Opened 4 years ago

Closed 4 years ago

#1646 closed help (answered)

UM jobs running very slowly

Reported by: ggxmy Owned by: um_support
Component: UM Model Keywords: slow
Cc: Platform: ARCHER
UM Version: 8.4

Description

Dear CMS,

I submitted an ensemble of 10 UM jobs (vn8.4+UKCA) on ARCHER, and 8 of these jobs ran at a reasonable speed (~3 hours/month), but two of them slowed down after simulating about 7 months. The job ids are tdyu.j and k.

Simulations started from December 2007 and they seem to have run in the same way as other jobs up to June 2008. After I resubmitted the ensemble, it started to slow down.
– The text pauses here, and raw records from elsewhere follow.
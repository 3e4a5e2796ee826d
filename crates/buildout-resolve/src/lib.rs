//! Distribution resolution for buildout.
//!
//! Requirements name a project and a set of version bounds. Pins from the
//! `[versions]` section tighten those bounds, and `DistributionResolver`
//! finds a `WorkingSet` with at most one distribution per project. It
//! prefers develop distributions, then distributions already present, then
//! the best candidate offered by a `PackageIndex`.

pub mod constraint;
pub mod distribution;
pub mod index;
pub mod requirement;
pub mod resolver;
pub mod version;
pub mod working_set;

pub use constraint::{apply_pin, parse_pin, Pins};
pub use distribution::{DistManifest, Distribution, Location, Metadata, Precedence};
pub use index::{select_best, CatalogIndex, PackageIndex};
pub use requirement::{Op, ProjectName, Requirement, Spec};
pub use resolver::{DistributionResolver, Resolution, ResolverPolicy};
pub use version::Version;
pub use working_set::WorkingSet;

use std::path::PathBuf;
use thiserror::Error;

#[derive(Debug, Error)]
pub enum ResolveError {
    #[error("invalid version '{0}'")]
    InvalidVersion(String),
    #[error("invalid requirement '{text}': {reason}")]
    InvalidRequirement { text: String, reason: String },
    #[error("incompatible version pin: {requirement} cannot be combined with pin {pin}")]
    Constraint { requirement: String, pin: String },
    #[error("version conflict for {project}:\n{report}")]
    VersionConflict { project: String, report: String },
    #[error("couldn't find a distribution for '{requirement}' (required by {requirer})")]
    MissingDistribution {
        requirement: String,
        requirer: String,
    },
    #[error("{project} has no extra named '{extra}'")]
    UnknownExtra { project: String, extra: String },
    #[error("picked {project} {version}, but picking versions is not allowed")]
    PickedVersion { project: String, version: String },
    #[error("checksum mismatch for {url}: expected {expected}, got {actual}")]
    ChecksumMismatch {
        url: String,
        expected: String,
        actual: String,
    },
    #[error("unsupported URL '{0}': only local paths and file:// URLs can be fetched")]
    UnsupportedUrl(String),
    #[error("invalid catalog {}: {message}", path.display())]
    Catalog { path: PathBuf, message: String },
    #[error("working set already contains {0}")]
    DuplicateProject(String),
    #[error("resolution did not settle after {0} rounds")]
    TooManyRounds(usize),
    #[error("resolver I/O error: {0}")]
    Io(#[from] std::io::Error),
}
//! Install, update, uninstall and failure handling across runs.

use buildout_config::{ConfigLoader, ConfigResolver, EnvironmentFacts};
use buildout_core::{
    ApplyReport, CoreError, Engine, ErrorKind, Outcome, Recipe, RecipeContext, RecipeError,
    RecipeRegistry, RecipeSetup,
};
use buildout_resolve::Version;
use buildout_store::{BuildoutLayout, InstalledState, Journal, JournalAction, RollbackStep};
use std::collections::BTreeMap;
use std::fs;
use std::path::{Path, PathBuf};
use std::sync::Mutex;

const DIST: &str = "test-recipes";

static UNINSTALLED: Mutex<Vec<String>> = Mutex::new(Vec::new());

struct Touch {
    path: PathBuf,
    fail: bool,
    panic: bool,
}

impl Recipe for Touch {
    fn install(&mut self, ctx: &mut RecipeContext<'_>) -> Result<Vec<PathBuf>, RecipeError> {
        ctx.created(&self.path)?;
        fs::write(&self.path, ctx.part())?;
        assert!(!self.panic, "touch exploded");
        if self.fail {
            return Err(RecipeError::Failed("refusing to finish".into()));
        }
        Ok(vec![self.path.clone()])
    }

    fn has_update(&self) -> bool {
        true
    }
}

fn touch(setup: &mut RecipeSetup<'_>) -> Result<Box<dyn Recipe>, RecipeError> {
    let options = setup.options();
    Ok(Box::new(Touch {
        path: setup.path(&options.require("path")?),
        fail: options.get_bool("fail", false)?,
        panic: options.get_bool("panic", false)?,
    }))
}

fn forget(part: &str, _options: &BTreeMap<String, String>) -> Result<(), RecipeError> {
    UNINSTALLED.lock().unwrap().push(part.to_owned());
    Ok(())
}

fn uninstall_count(part: &str) -> usize {
    UNINSTALLED
        .lock()
        .unwrap()
        .iter()
        .filter(|p| *p == part)
        .count()
}

fn registry() -> RecipeRegistry {
    let mut registry = RecipeRegistry::with_builtins().unwrap();
    registry.register(DIST, &Version::parse("1.0").unwrap(), "touch", touch);
    assert!(registry.register_uninstaller(DIST, "touch", forget));
    registry
}

fn run(dir: &Path, text: &str) -> Result<ApplyReport, CoreError> {
    let data = ConfigLoader::new()
        .with_facts(EnvironmentFacts::empty())
        .load_str(text, dir)
        .unwrap();
    let config = ConfigResolver::new(data);
    let registry = registry();
    let mut engine = Engine::new(&config, &registry)?;
    engine.apply(&[])
}

fn state(dir: &Path) -> InstalledState {
    InstalledState::load(&dir.join(".installed.cfg")).unwrap()
}

#[test]
fn second_run_makes_no_recipe_calls() {
    let dir = tempfile::tempdir().unwrap();
    let cfg = "[buildout]\nparts = one two\n\n\
               [one]\nrecipe = test-recipes:touch\npath = one.txt\n\n\
               [two]\nrecipe = test-recipes:touch\npath = two.txt\n";
    let first = run(dir.path(), cfg).unwrap();
    assert_eq!(first.recipe_calls(), 2);
    assert_eq!(state(dir.path()).names(), vec!["one", "two"]);

    let second = run(dir.path(), cfg).unwrap();
    assert_eq!(second.recipe_calls(), 0);
    assert!(second.parts.iter().all(|p| p.outcome == Outcome::Unchanged));
}

#[test]
fn changed_option_updates_the_part() {
    let dir = tempfile::tempdir().unwrap();
    run(
        dir.path(),
        "[buildout]\nparts = web\n\n[web]\nrecipe = test-recipes:touch\npath = web.txt\nport = 80\n",
    )
    .unwrap();
    let before = state(dir.path()).get("web").unwrap().signature.clone();

    let report = run(
        dir.path(),
        "[buildout]\nparts = web\n\n[web]\nrecipe = test-recipes:touch\npath = web.txt\nport = 8080\n",
    )
    .unwrap();
    assert_eq!(report.outcome("web"), Some(Outcome::Updated));
    let record = state(dir.path()).get("web").cloned().unwrap();
    assert_ne!(record.signature, before);
    assert_eq!(record.options["port"], "8080");
}

#[test]
fn missing_recorded_path_triggers_reinstall() {
    let dir = tempfile::tempdir().unwrap();
    let cfg = "[buildout]\nparts = gone\n\n[gone]\nrecipe = test-recipes:touch\npath = gone.txt\n";
    run(dir.path(), cfg).unwrap();
    fs::remove_file(dir.path().join("gone.txt")).unwrap();

    let report = run(dir.path(), cfg).unwrap();
    assert_eq!(report.outcome("gone"), Some(Outcome::Updated));
    assert!(dir.path().join("gone.txt").exists());
}

#[test]
fn failed_install_leaves_nothing_behind() {
    let dir = tempfile::tempdir().unwrap();
    let err = run(
        dir.path(),
        "[buildout]\nparts = ok broken\n\n\
         [ok]\nrecipe = test-recipes:touch\npath = ok.txt\n\n\
         [broken]\nrecipe = test-recipes:touch\npath = broken.txt\nfail = true\n",
    )
    .unwrap_err();

    assert_eq!(err.kind(), ErrorKind::PartExecution);
    assert!(err.to_string().contains("broken"), "{err}");
    assert!(!dir.path().join("broken.txt").exists());
    // Parts finished before the failure stay recorded.
    let state = state(dir.path());
    assert!(state.get("broken").is_none());
    assert!(state.get("ok").is_some());
    assert!(dir.path().join("ok.txt").exists());
}

#[test]
fn failed_update_drops_the_old_record() {
    let dir = tempfile::tempdir().unwrap();
    run(
        dir.path(),
        "[buildout]\nparts = flaky\n\n[flaky]\nrecipe = test-recipes:touch\npath = flaky.txt\n",
    )
    .unwrap();

    let err = run(
        dir.path(),
        "[buildout]\nparts = flaky\n\n[flaky]\nrecipe = test-recipes:touch\npath = flaky.txt\nfail = on\n",
    )
    .unwrap_err();
    assert!(matches!(
        err,
        CoreError::PartExecution {
            action: JournalAction::Update,
            ..
        }
    ));
    assert!(state(dir.path()).get("flaky").is_none());
    assert!(!dir.path().join("flaky.txt").exists());
    assert_eq!(uninstall_count("flaky"), 1);
}

#[test]
fn panicking_recipe_is_an_internal_error() {
    let dir = tempfile::tempdir().unwrap();
    let err = run(
        dir.path(),
        "[buildout]\nparts = crash\n\n[crash]\nrecipe = test-recipes:touch\npath = crash.txt\npanic = yes\n",
    )
    .unwrap_err();
    assert_eq!(err.kind(), ErrorKind::Internal);
    assert!(err.trace().is_some_and(|t| t.contains("touch exploded")));
    assert!(!dir.path().join("crash.txt").exists());
    assert!(state(dir.path()).is_empty());
}

#[test]
fn missing_recipe_distribution_stops_before_any_part() {
    let dir = tempfile::tempdir().unwrap();
    let err = run(
        dir.path(),
        "[buildout]\nparts = first foo\n\n\
         [first]\nrecipe = test-recipes:touch\npath = first.txt\n\n\
         [foo]\nrecipe = foo:x\n",
    )
    .unwrap_err();
    assert_eq!(err.kind(), ErrorKind::MissingDistribution);
    assert!(!dir.path().join("first.txt").exists());
    assert!(state(dir.path()).is_empty());
}

#[test]
fn removed_part_is_uninstalled_once() {
    let dir = tempfile::tempdir().unwrap();
    run(
        dir.path(),
        "[buildout]\nparts = keep drop\n\n\
         [keep]\nrecipe = test-recipes:touch\npath = keep.txt\n\n\
         [drop]\nrecipe = test-recipes:touch\npath = drop.txt\n",
    )
    .unwrap();

    let cfg = "[buildout]\nparts = keep\n\n[keep]\nrecipe = test-recipes:touch\npath = keep.txt\n";
    let report = run(dir.path(), cfg).unwrap();
    assert_eq!(report.outcome("drop"), Some(Outcome::Uninstalled));
    assert_eq!(report.outcome("keep"), Some(Outcome::Unchanged));
    assert!(!dir.path().join("drop.txt").exists());
    assert_eq!(state(dir.path()).names(), vec!["keep"]);

    run(dir.path(), cfg).unwrap();
    assert_eq!(uninstall_count("drop"), 1);
    assert_eq!(uninstall_count("keep"), 0);
}

#[test]
fn selected_parts_leave_others_alone() {
    let dir = tempfile::tempdir().unwrap();
    let data = ConfigLoader::new()
        .with_facts(EnvironmentFacts::empty())
        .load_str(
            "[buildout]\nparts = a b\n\n\
             [a]\nrecipe = test-recipes:touch\npath = a.txt\n\n\
             [b]\nrecipe = test-recipes:touch\npath = b.txt\n",
            dir.path(),
        )
        .unwrap();
    let config = ConfigResolver::new(data);
    let registry = registry();
    let report = Engine::new(&config, &registry)
        .unwrap()
        .apply(&["b".to_owned()])
        .unwrap();
    assert_eq!(report.parts.len(), 1);
    assert!(dir.path().join("b.txt").exists());
    assert!(!dir.path().join("a.txt").exists());
    assert_eq!(state(dir.path()).names(), vec!["b"]);
}

#[test]
fn interrupted_operation_is_rolled_back_on_next_run() {
    let dir = tempfile::tempdir().unwrap();
    let layout = BuildoutLayout::new(dir.path());
    let journal = Journal::new(&layout);
    let op = journal.begin(JournalAction::Install, "half").unwrap();
    let leftover = dir.path().join("half-built");
    fs::create_dir_all(leftover.join("lib")).unwrap();
    journal
        .add_rollback_step(&op, RollbackStep::RemovePath(leftover.clone()))
        .unwrap();

    let report = run(
        dir.path(),
        "[buildout]\nparts = fresh\n\n[fresh]\nrecipe = test-recipes:touch\npath = fresh.txt\n",
    )
    .unwrap();
    assert_eq!(report.recovered, 1);
    assert!(!leftover.exists());
    assert!(journal.list_incomplete().unwrap().is_empty());
}

#[test]
fn builtin_dists_recipe_records_the_working_set() {
    let dir = tempfile::tempdir().unwrap();
    let report = run(
        dir.path(),
        "[buildout]\nparts = env\n\n[env]\nrecipe = buildout-recipes:dists\ndists = test-recipes\n",
    )
    .unwrap();
    assert_eq!(report.outcome("env"), Some(Outcome::Installed));
    let listing = fs::read_to_string(dir.path().join("parts/env/dists.txt")).unwrap();
    assert!(listing.starts_with("test-recipes 1.0"), "{listing}");
    let record = state(dir.path()).get("env").cloned().unwrap();
    assert_eq!(record.options["resolved"], "test-recipes==1.0");
}
impl<'a> Engine<'a> {
    /// Read settings from `config` and build the default distribution
    /// source: catalogs from `find-links`, develop distributions, and the
    /// registry's built-in ones.
    pub fn new(config: &'a ConfigResolver, registry: &'a RecipeRegistry) -> Result<Self, CoreError> {
        let settings = BuildoutSettings::from_config(config)?;
        let source = DistributionSource::from_settings(&settings, registry.distributions())?;
        Ok(Self::with_source(config, registry, settings, source))
    }

    pub fn with_source(
        config: &'a ConfigResolver,
        registry: &'a RecipeRegistry,
        settings: BuildoutSettings,
        source: DistributionSource,
    ) -> Self {
        let journal = Journal::new(&settings.layout);
        Self {
            config,
            registry,
            settings,
            source,
            journal,
        }
    }

    pub fn settings(&self) -> &BuildoutSettings {
        &self.settings
    }

    /// The persisted state as of now.
    pub fn installed(&self) -> Result<InstalledState, CoreError> {
        Ok(InstalledState::load(&self.settings.layout.installed_file)?)
    }

    /// Run the buildout.
    ///
    /// With no `selected` parts, every part in `buildout:parts` is processed
    /// and installed parts no longer listed are uninstalled. Otherwise only
    /// the selected parts and what they depend on are processed.
    pub fn apply(&mut self, selected: &[String]) -> Result<ApplyReport, CoreError> {
        let _lock = RunLock::try_acquire(&self.settings.layout.lock_file())?;

        let installed_file = self.settings.layout.installed_file.clone();
        let mut state = InstalledState::load(&installed_file)?;
        let recovered = self.recover(&state)?;

        let roots = if selected.is_empty() {
            self.settings.parts.clone()
        } else {
            selected.to_vec()
        };
        let plan = self.plan(&roots)?;
        info!(
            "planned {} part(s): {}",
            plan.len(),
            plan.iter().map(|p| p.name.as_str()).collect::<Vec<_>>().join(" ")
        );

        let mut report = ApplyReport {
            recovered,
            ..ApplyReport::default()
        };

        if selected.is_empty() {
            let keep: HashSet<&str> = plan.iter().map(|p| p.name.as_str()).collect();
            let removed: Vec<String> = state
                .iter()
                .rev()
                .filter(|r| !keep.contains(r.name.as_str()))
                .map(|r| r.name.clone())
                .collect();
            for name in removed {
                report.parts.push(self.uninstall(&mut state, &name)?);
            }
        }

        for part in plan {
            if shutdown_requested() {
                return Err(CoreError::Interrupted { next: part.name });
            }
            report.parts.push(self.install_or_update(&mut state, part)?);
        }

        report.picked = self
            .source
            .picked()
            .into_iter()
            .map(|(p, v)| (p.to_string(), v.to_string()))
            .collect();
        if self.settings.show_picked_versions && !report.picked.is_empty() {
            info!("versions picked without a pin:");
            for (project, version) in &report.picked {
                info!("  {project} = {version}");
            }
        }
        Ok(report)
    }

    /// Roll back operations a previous process did not finish. Paths owned
    /// by a persisted record are kept.
    fn recover(&self, state: &InstalledState) -> Result<usize, CoreError> {
        let undone = self.journal.recover(|entry, path| {
            state
                .get(&entry.part)
                .is_some_and(|record| record.paths.iter().any(|p| p == path))
        })?;
        if !undone.is_empty() {
            warn!("rolled back {} interrupted operation(s)", undone.len());
        }
        Ok(undone.len())
    }

    fn plan(&mut self, roots: &[String]) -> Result<Vec<PlannedPart>, CoreError> {
        let mut planner = Planner::default();
        for root in roots {
            self.plan_part(root, &mut planner)?;
        }
        Ok(planner.planned)
    }

    /// Configure `name` and everything it depends on, appending parts to the
    /// plan in the order their configuration completes.
    fn plan_part(&mut self, name: &str, planner: &mut Planner) -> Result<(), CoreError> {
        if planner.done.contains(name) {
            return Ok(());
        }
        if planner.in_progress.iter().any(|p| p == name) {
            let mut chain = planner.in_progress.clone();
            chain.push(name.to_owned());
            return Err(ConfigError::CircularReference {
                chain: chain.join(" -> "),
            }
            .into());
        }
        planner.in_progress.push(name.to_owned());

        let config = self.config;
        let section = config.section(name)?;
        for dependency in section.get_list(PART_DEPENDENCIES_OPTION)? {
            self.plan_dependency(&dependency, planner)?;
        }

        let reference = RecipeRef::parse(&section.require("recipe")?)?;
        debug!("part {name}: recipe {reference}");
        let resolution = self
            .source
            .resolve(name, std::slice::from_ref(&reference.requirement))?;
        let factory = self
            .registry
            .factory(&reference)
            .ok_or_else(|| CoreError::UnknownRecipe {
                part: name.to_owned(),
                reference: reference.to_string(),
            })?;

        let mut setup = RecipeSetup::new(
            name,
            section,
            config,
            &self.settings.layout,
            &mut self.source,
        );
        let recipe = call_recipe(name, || factory(&mut setup))?
            .map_err(|e| setup_error(name, e))?;
        let mut fingerprints = resolution.working_set.fingerprints()?;
        fingerprints.extend(setup.into_fingerprints());
        fingerprints.sort();
        fingerprints.dedup();

        let options = section.snapshot()?;
        // Referencing a part that is still being configured only orders it.
        for referenced in section.references() {
            if referenced != name
                && referenced != BUILDOUT_SECTION
                && !planner.in_progress.contains(&referenced)
            {
                self.plan_dependency(&referenced, planner)?;
            }
        }

        let signature = part_signature(&options, &fingerprints)?;
        planner.in_progress.pop();
        planner.done.insert(name.to_owned());
        planner.planned.push(PlannedPart {
            name: name.to_owned(),
            reference,
            recipe,
            options,
            signature,
        });
        Ok(())
    }

    /// Plan `name` first if it is a part. A plain section is resolved and
    /// the parts it references are planned in its place.
    fn plan_dependency(&mut self, name: &str, planner: &mut Planner) -> Result<(), CoreError> {
        if planner.done.contains(name) {
            return Ok(());
        }
        let config = self.config;
        let section = config.section(name)?;
        if section.get("recipe")?.is_some() {
            debug!("including part {name}");
            return self.plan_part(name, planner);
        }

        section.snapshot()?;
        planner.in_progress.push(name.to_owned());
        for referenced in section.references() {
            if referenced != BUILDOUT_SECTION && !planner.in_progress.contains(&referenced) {
                self.plan_dependency(&referenced, planner)?;
            }
        }
        planner.in_progress.pop();
        planner.done.insert(name.to_owned());
        Ok(())
    }

    fn install_or_update(
        &mut self,
        state: &mut InstalledState,
        mut part: PlannedPart,
    ) -> Result<PartOutcome, CoreError> {
        let prior = state.get(&part.name).cloned();
        if let Some(prior) = &prior {
            let missing = prior.missing_paths();
            if prior.signature == part.signature && missing.is_empty() {
                debug!("part {} unchanged", part.name);
                return Ok(PartOutcome {
                    part: part.name,
                    outcome: Outcome::Unchanged,
                    paths: prior.paths.clone(),
                });
            }
            if prior.signature == part.signature {
                info!(
                    "part {}: {} recorded path(s) missing, updating",
                    part.name,
                    missing.len()
                );
            }
        }

        let (action, from, to) = match &prior {
            Some(_) => (JournalAction::Update, PartState::Installed, PartState::Updated),
            None => (JournalAction::Install, PartState::Absent, PartState::Installed),
        };
        validate_transition(from, to)?;
        info!("{} part {}", progress(action), part.name);

        let op_id = self.journal.begin(action, &part.name)?;
        let mut created = CreatedPaths::new();
        let result = {
            let mut ctx = RecipeContext::new(
                &part.name,
                &self.settings.layout,
                &self.journal,
                &op_id,
                &mut created,
            );
            let recipe = &mut part.recipe;
            call_recipe(&part.name, || {
                if action == JournalAction::Update {
                    if recipe.has_update() {
                        return recipe.update(&mut ctx);
                    }
                    warn!(
                        "recipe {} has no update method, installing part {} again",
                        part.reference, part.name
                    );
                }
                recipe.install(&mut ctx)
            })
        };

        let failure = match result {
            Ok(Ok(returned)) => {
                let registered = created.disarm();
                let mut paths = prior.map(|p| p.paths).unwrap_or_default();
                for path in returned.into_iter().chain(registered) {
                    let path = if path.is_absolute() {
                        path
                    } else {
                        self.settings.layout.directory().join(path)
                    };
                    if !paths.contains(&path) {
                        paths.push(path);
                    }
                }
                state.upsert(InstalledPartRecord {
                    name: part.name.clone(),
                    options: part.options,
                    signature: part.signature,
                    paths: paths.clone(),
                });
                state.save(&self.settings.layout.installed_file)?;
                self.journal.commit(&op_id)?;
                return Ok(PartOutcome {
                    part: part.name,
                    outcome: if action == JournalAction::Update {
                        Outcome::Updated
                    } else {
                        Outcome::Installed
                    },
                    paths,
                });
            }
            Ok(Err(source)) => CoreError::PartExecution {
                part: part.name.clone(),
                action,
                source,
            },
            Err(internal) => internal,
        };

        validate_transition(to, PartState::Failed)?;
        warn!("part {} failed, rolling back", part.name);
        created.rollback();
        if let Some(prior) = prior {
            self.discard(state, &prior);
            state.save(&self.settings.layout.installed_file)?;
        }
        self.journal.commit(&op_id)?;
        validate_transition(PartState::Failed, PartState::Absent)?;
        Err(failure)
    }

    fn uninstall(
        &mut self,
        state: &mut InstalledState,
        name: &str,
    ) -> Result<PartOutcome, CoreError> {
        let Some(record) = state.get(name).cloned() else {
            return Err(CoreError::InvalidTransition {
                from: PartState::Absent,
                to: PartState::Uninstalled,
            });
        };
        validate_transition(PartState::Installed, PartState::Uninstalled)?;
        info!("uninstalling part {name}");

        self.run_uninstaller(&record)?;
        for path in record.paths.iter().rev() {
            if remove_path(path)? {
                debug!("removed {}", path.display());
            }
        }
        state.remove(name);
        state.save(&self.settings.layout.installed_file)?;
        Ok(PartOutcome {
            part: record.name,
            outcome: Outcome::Uninstalled,
            paths: record.paths,
        })
    }

    /// Drop a record whose update failed, removing what it installed.
    /// Problems are logged; the update error is what gets reported.
    fn discard(&self, state: &mut InstalledState, record: &InstalledPartRecord) {
        if let Err(e) = self.run_uninstaller(record) {
            warn!("uninstalling {} after failed update: {e}", record.name);
        }
        for path in record.paths.iter().rev() {
            if let Err(e) = remove_path(path) {
                warn!("failed to remove {}: {e}", path.display());
            }
        }
        state.remove(&record.name);
    }

    /// Call the uninstaller registered for the recipe recorded at install
    /// time, not the one configured now.
    fn run_uninstaller(&self, record: &InstalledPartRecord) -> Result<(), CoreError> {
        let Some(text) = record.recipe() else {
            return Ok(());
        };
        let reference = match RecipeRef::parse(text) {
            Ok(r) => r,
            Err(e) => {
                warn!("part {}: unreadable recorded recipe '{text}': {e}", record.name);
                return Ok(());
            }
        };
        let Some(uninstall) = self.registry.uninstaller(&reference) else {
            return Ok(());
        };
        call_recipe(&record.name, || uninstall(&record.name, &record.options))?.map_err(
            |source| CoreError::PartExecution {
                part: record.name.clone(),
                action: JournalAction::Uninstall,
                source,
            },
        )
    }
}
It took less than 3 hours to simulate June 2008, but ~4 hours for July and ~12 hours for August. Then the simulations of other jobs completed but the simulations of these jobs were ended in the middle of September after 24 hour walltime limit. I resubmitted the jobs again starting from September 2008 as an ensemble of two jobs. Then it took ~7 hours for September. The jobs are currently simulating October and taking more than 3 hours to simulate 15 days.

The current job name for the ensemble is tdyuk000 and job ID on the queuing system is 3131210.sdb.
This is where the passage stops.